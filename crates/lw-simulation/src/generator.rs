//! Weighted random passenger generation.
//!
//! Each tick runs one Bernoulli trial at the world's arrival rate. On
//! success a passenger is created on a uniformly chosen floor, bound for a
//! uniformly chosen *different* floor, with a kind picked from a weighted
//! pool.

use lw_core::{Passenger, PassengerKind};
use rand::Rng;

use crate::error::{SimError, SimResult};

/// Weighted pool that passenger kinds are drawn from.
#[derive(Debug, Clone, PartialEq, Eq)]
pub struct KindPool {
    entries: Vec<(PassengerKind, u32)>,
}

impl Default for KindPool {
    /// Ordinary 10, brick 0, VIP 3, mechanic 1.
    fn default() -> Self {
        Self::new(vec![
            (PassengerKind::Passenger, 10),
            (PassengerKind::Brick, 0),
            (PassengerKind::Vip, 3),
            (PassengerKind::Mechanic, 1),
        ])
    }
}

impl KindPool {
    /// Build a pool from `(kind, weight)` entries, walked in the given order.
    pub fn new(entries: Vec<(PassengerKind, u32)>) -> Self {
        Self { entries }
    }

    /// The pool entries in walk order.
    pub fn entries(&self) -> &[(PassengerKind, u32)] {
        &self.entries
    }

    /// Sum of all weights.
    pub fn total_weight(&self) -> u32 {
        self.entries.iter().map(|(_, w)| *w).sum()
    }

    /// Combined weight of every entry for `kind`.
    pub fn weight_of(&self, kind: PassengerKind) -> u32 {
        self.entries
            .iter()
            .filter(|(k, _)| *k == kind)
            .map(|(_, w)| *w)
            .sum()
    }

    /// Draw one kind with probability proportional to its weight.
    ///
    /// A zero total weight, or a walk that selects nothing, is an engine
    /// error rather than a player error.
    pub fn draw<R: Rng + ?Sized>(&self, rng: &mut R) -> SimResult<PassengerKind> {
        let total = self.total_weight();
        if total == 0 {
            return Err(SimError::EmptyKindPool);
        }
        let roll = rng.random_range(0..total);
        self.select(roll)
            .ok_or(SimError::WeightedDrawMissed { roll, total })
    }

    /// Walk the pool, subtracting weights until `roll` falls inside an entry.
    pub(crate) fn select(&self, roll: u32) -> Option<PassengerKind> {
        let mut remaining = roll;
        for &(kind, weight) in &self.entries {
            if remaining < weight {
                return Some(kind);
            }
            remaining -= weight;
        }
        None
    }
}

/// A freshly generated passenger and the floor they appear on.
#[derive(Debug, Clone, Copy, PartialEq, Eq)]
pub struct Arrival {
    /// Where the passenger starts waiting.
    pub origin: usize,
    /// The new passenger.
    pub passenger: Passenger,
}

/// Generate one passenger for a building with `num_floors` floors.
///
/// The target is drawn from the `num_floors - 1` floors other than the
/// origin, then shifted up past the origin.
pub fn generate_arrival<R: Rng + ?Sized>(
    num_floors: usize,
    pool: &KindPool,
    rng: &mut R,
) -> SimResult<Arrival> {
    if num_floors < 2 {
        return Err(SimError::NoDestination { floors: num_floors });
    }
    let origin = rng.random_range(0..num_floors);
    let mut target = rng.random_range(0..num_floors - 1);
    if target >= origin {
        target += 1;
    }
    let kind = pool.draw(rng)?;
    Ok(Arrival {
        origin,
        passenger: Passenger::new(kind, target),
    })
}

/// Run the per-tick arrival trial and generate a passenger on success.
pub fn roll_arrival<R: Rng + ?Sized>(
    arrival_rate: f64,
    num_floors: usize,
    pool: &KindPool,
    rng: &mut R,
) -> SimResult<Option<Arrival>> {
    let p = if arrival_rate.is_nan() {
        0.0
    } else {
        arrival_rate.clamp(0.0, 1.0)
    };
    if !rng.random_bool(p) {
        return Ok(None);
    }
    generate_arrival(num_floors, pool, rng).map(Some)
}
▬▬▬▬▬▬
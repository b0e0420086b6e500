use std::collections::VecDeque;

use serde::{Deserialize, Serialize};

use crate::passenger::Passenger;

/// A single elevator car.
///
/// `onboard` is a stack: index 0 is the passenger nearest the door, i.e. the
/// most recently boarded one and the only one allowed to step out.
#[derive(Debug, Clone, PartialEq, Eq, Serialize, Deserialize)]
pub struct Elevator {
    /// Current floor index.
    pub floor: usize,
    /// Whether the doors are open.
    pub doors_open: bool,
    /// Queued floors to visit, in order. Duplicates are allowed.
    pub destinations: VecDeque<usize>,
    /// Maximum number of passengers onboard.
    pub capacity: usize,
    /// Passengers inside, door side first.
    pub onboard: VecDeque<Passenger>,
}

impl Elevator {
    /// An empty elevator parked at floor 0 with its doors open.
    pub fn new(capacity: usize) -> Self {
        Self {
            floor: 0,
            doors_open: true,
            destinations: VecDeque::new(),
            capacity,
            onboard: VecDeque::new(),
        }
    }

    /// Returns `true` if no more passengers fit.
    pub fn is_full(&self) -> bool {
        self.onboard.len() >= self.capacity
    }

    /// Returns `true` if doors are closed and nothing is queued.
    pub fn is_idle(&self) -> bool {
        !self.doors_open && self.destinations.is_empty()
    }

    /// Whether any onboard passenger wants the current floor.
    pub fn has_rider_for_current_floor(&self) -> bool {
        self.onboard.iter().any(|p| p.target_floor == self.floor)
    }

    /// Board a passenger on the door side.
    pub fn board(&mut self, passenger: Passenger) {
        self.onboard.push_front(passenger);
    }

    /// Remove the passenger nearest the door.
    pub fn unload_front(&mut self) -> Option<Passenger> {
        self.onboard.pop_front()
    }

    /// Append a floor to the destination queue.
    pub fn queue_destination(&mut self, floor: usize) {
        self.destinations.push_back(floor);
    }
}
▬▬▬▬▬▬
## Exercise goal
In the listing above, find the line with "filename crates/lw-simulation/src/generator.rs" and the line with "bound for a", then reproduce both and every line between them exactly.

## Written solution
filename crates/lw-simulation/src/generator.rs
//! Weighted random passenger generation.
//!
//! Each tick runs one Bernoulli trial at the world's arrival rate. On
//! success a passenger is created on a uniformly chosen floor, bound for a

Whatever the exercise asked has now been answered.